WHAT YOU HAVE TO DO >> State how many lines in the listing below contain the word "gaps", with no other words.

SOURCE RECORDS >>
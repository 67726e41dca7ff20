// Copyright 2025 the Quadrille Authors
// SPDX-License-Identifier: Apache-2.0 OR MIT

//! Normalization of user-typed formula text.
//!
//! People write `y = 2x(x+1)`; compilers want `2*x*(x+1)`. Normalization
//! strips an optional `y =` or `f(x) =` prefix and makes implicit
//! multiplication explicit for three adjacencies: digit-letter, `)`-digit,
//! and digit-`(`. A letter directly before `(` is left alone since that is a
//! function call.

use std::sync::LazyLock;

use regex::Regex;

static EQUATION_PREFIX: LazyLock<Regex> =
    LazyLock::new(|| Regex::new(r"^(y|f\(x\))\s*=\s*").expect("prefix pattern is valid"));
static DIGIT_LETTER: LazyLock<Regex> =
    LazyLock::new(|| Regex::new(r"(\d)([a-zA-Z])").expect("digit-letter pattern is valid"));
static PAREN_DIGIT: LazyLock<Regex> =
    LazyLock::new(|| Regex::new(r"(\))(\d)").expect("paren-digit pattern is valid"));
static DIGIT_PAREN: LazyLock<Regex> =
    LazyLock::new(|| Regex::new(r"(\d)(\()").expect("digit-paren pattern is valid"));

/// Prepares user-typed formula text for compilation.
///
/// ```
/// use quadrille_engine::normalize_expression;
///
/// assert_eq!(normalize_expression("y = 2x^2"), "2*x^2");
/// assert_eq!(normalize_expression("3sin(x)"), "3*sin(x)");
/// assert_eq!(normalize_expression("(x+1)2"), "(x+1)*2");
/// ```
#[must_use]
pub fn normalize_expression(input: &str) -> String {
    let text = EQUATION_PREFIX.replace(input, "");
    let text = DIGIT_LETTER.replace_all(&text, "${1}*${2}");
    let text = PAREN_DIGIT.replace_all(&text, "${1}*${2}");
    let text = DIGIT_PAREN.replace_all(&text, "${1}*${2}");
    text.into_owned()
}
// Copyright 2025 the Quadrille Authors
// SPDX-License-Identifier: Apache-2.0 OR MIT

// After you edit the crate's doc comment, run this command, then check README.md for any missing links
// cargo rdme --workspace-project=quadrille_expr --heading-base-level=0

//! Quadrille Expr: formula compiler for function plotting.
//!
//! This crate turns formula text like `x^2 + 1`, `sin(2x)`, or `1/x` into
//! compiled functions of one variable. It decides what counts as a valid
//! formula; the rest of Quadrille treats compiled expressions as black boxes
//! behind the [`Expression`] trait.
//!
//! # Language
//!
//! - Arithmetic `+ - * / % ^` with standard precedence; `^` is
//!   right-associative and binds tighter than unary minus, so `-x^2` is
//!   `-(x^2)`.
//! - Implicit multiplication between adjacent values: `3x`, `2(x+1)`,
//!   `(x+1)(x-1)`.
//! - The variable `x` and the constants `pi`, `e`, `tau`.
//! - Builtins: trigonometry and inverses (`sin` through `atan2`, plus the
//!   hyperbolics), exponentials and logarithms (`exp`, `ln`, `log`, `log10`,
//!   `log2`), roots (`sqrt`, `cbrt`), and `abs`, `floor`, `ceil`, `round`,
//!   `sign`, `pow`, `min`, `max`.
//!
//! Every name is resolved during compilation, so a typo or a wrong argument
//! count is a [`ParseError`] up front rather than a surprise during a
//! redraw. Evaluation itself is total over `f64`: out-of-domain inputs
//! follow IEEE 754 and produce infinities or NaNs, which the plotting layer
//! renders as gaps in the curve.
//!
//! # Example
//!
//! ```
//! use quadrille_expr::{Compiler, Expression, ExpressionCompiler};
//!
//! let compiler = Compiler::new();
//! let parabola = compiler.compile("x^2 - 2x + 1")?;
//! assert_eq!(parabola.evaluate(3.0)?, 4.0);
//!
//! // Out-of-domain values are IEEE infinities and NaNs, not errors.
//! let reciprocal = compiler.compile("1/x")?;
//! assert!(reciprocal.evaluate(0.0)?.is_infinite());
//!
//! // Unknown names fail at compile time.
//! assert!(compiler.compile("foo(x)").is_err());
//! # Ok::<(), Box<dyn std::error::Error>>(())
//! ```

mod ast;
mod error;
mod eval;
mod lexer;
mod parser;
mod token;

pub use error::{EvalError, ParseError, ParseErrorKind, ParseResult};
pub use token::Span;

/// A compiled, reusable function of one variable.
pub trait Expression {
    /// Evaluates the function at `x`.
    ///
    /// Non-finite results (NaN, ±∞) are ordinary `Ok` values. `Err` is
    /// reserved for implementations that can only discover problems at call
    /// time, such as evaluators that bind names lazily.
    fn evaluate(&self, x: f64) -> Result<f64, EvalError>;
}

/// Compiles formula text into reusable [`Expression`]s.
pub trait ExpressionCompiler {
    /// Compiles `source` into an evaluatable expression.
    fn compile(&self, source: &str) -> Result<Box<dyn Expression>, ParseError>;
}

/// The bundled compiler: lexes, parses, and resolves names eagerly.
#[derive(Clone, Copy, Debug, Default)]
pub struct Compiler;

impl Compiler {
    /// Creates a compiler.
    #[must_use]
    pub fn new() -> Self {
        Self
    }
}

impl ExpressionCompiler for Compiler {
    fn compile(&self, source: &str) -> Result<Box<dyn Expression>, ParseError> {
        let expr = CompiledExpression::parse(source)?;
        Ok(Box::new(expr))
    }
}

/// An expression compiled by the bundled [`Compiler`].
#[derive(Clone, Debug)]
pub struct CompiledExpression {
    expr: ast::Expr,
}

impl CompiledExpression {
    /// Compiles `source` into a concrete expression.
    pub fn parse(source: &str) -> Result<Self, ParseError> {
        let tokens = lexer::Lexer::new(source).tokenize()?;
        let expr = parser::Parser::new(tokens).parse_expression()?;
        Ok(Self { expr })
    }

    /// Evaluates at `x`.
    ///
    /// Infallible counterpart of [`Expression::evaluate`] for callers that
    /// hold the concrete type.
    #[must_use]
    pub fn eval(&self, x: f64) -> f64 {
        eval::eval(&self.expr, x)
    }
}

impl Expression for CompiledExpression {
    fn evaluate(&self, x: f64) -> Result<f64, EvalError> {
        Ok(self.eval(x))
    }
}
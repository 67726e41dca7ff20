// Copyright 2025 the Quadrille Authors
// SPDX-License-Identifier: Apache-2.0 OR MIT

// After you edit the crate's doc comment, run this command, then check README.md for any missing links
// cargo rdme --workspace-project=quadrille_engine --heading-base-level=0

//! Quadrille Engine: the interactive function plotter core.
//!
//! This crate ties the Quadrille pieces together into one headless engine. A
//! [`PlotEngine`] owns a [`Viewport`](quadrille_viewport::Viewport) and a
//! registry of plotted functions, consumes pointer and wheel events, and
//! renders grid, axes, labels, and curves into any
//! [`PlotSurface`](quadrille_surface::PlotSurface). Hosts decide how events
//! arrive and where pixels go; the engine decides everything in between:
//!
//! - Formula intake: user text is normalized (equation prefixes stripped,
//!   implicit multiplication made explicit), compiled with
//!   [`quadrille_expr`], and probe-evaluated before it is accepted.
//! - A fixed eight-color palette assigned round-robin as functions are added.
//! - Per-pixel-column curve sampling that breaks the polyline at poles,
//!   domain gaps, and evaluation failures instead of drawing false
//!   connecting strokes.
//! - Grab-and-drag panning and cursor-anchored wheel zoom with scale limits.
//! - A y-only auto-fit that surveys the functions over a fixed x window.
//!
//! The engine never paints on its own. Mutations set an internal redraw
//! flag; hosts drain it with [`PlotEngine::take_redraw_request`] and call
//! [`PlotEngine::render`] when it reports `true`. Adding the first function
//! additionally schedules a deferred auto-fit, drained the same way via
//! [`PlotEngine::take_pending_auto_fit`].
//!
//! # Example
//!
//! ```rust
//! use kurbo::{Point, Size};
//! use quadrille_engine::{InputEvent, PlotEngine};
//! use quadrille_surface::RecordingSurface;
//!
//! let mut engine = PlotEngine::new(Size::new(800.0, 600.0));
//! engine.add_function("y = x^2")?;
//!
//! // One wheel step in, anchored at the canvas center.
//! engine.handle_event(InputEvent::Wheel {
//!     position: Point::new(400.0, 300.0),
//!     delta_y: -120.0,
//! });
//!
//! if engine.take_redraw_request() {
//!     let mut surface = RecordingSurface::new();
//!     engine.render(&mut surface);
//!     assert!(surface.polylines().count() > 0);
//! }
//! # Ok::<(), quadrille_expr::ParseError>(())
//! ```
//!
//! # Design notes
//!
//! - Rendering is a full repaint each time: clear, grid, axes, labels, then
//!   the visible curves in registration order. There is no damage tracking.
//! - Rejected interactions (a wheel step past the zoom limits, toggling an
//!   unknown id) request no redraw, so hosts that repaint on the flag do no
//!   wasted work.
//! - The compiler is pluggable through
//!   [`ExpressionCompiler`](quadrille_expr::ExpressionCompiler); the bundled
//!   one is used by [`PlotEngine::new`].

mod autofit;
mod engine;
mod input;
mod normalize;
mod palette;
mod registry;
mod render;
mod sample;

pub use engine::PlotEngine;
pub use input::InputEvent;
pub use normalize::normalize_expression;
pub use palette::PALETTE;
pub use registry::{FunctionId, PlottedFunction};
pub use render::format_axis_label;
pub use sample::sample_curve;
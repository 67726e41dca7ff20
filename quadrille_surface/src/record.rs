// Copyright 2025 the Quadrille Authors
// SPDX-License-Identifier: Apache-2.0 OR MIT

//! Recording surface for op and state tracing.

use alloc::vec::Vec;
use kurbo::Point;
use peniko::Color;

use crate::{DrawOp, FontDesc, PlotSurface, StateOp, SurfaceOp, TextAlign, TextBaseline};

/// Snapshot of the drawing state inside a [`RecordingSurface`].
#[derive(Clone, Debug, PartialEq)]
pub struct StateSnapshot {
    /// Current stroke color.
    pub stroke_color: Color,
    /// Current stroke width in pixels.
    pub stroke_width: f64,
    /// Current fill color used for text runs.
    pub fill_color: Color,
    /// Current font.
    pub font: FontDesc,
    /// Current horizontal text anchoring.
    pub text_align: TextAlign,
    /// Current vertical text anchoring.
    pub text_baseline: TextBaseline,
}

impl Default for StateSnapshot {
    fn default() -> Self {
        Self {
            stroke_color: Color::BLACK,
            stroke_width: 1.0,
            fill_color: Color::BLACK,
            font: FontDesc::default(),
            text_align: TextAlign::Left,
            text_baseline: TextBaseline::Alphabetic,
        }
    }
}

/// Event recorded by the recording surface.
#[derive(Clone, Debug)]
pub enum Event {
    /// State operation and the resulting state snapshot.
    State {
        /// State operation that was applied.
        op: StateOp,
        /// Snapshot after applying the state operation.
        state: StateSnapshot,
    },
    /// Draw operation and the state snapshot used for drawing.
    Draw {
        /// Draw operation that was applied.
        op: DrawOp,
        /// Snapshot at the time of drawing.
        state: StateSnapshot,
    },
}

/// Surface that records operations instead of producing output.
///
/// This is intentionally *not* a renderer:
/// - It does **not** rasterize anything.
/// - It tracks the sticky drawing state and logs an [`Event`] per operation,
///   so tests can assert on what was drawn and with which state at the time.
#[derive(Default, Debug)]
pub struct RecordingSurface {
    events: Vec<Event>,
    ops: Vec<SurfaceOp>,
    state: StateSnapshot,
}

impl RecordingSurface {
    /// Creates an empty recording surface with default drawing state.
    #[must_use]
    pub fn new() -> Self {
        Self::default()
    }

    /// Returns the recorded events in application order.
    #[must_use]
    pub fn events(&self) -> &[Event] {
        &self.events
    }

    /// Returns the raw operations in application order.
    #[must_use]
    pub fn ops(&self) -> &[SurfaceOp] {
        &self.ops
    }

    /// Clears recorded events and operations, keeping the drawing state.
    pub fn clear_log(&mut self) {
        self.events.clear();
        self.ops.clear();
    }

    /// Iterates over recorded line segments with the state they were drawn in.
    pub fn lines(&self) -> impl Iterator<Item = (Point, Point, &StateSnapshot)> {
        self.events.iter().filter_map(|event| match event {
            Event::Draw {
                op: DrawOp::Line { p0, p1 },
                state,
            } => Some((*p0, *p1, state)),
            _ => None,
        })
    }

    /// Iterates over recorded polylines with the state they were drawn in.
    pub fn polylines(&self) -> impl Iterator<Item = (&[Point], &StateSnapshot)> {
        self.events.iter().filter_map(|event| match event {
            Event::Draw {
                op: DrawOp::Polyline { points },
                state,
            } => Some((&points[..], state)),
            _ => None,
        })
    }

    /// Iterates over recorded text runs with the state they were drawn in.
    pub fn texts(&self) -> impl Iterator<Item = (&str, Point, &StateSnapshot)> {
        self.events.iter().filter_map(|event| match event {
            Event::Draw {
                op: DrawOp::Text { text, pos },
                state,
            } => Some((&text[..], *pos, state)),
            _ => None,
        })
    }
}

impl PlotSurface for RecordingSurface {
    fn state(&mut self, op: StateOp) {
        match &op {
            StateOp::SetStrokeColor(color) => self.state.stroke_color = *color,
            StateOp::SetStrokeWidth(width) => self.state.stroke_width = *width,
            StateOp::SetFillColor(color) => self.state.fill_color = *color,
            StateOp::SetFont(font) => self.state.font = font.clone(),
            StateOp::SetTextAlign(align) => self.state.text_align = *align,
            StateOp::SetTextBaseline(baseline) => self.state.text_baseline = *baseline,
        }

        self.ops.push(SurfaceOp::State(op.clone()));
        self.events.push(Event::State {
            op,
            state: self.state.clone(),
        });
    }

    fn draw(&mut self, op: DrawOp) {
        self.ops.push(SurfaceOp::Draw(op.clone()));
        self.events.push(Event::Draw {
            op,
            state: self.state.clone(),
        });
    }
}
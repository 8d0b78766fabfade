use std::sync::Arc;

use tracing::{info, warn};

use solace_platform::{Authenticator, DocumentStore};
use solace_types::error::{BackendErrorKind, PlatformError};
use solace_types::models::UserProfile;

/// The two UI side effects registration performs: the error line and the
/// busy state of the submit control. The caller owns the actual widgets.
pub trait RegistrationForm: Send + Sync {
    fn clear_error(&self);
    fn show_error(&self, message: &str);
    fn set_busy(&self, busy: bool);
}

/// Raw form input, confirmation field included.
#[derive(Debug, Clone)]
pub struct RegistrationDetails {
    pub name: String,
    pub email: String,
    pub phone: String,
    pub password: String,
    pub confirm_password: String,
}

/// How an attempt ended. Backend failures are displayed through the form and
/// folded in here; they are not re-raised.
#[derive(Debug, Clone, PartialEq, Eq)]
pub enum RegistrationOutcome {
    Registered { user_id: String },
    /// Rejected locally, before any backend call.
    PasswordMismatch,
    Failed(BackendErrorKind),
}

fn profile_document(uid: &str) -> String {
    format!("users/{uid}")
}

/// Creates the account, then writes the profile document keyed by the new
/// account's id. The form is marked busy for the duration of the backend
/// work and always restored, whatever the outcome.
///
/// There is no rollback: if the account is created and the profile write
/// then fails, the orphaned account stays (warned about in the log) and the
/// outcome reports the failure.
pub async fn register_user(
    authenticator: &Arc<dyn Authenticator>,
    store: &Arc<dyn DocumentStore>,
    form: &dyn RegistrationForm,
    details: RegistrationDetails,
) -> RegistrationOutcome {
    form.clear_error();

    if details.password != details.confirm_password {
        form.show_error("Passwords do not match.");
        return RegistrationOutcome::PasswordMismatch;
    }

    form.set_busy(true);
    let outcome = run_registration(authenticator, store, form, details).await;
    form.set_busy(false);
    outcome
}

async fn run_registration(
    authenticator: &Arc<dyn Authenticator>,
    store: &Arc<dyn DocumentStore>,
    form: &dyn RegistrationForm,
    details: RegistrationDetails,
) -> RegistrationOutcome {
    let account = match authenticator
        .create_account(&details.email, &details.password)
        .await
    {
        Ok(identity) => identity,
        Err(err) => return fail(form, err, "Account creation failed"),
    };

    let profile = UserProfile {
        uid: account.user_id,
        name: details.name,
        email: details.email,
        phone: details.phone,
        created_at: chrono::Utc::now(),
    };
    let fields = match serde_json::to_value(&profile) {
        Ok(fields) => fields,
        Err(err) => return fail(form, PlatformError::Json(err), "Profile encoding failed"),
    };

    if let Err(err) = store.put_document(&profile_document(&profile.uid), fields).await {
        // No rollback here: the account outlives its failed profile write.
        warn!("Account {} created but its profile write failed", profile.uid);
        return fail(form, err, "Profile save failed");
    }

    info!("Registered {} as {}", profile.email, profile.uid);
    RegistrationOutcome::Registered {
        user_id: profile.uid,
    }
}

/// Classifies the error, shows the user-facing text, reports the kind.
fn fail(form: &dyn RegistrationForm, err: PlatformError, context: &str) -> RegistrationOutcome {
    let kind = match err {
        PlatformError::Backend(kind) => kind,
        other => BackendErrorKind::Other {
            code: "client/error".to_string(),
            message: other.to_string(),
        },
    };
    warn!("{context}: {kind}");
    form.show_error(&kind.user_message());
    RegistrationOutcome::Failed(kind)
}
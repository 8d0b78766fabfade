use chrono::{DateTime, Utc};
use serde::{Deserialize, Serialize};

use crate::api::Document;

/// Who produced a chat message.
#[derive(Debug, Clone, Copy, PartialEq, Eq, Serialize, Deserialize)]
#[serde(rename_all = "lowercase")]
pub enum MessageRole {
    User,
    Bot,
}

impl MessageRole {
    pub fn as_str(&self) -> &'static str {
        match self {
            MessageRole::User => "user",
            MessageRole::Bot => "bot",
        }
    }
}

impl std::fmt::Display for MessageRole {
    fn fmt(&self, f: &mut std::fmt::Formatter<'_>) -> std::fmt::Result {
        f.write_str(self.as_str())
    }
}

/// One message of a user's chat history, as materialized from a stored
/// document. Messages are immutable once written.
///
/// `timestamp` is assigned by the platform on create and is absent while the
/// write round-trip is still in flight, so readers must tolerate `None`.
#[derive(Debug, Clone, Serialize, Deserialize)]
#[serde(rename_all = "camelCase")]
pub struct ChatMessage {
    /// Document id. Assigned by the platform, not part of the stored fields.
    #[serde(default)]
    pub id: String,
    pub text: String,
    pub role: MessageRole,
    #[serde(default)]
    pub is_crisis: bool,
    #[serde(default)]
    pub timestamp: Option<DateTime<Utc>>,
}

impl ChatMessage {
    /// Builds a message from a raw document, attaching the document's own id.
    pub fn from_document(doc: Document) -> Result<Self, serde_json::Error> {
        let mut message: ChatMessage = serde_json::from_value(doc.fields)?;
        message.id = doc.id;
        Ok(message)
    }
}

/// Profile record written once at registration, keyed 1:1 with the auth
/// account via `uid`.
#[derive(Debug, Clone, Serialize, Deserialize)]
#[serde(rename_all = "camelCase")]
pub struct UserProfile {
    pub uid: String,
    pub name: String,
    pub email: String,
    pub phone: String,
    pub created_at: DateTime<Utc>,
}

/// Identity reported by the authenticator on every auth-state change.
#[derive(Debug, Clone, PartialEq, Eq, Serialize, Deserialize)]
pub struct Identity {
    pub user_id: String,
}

RESPONSE FOR THIS EXERCISE >> 2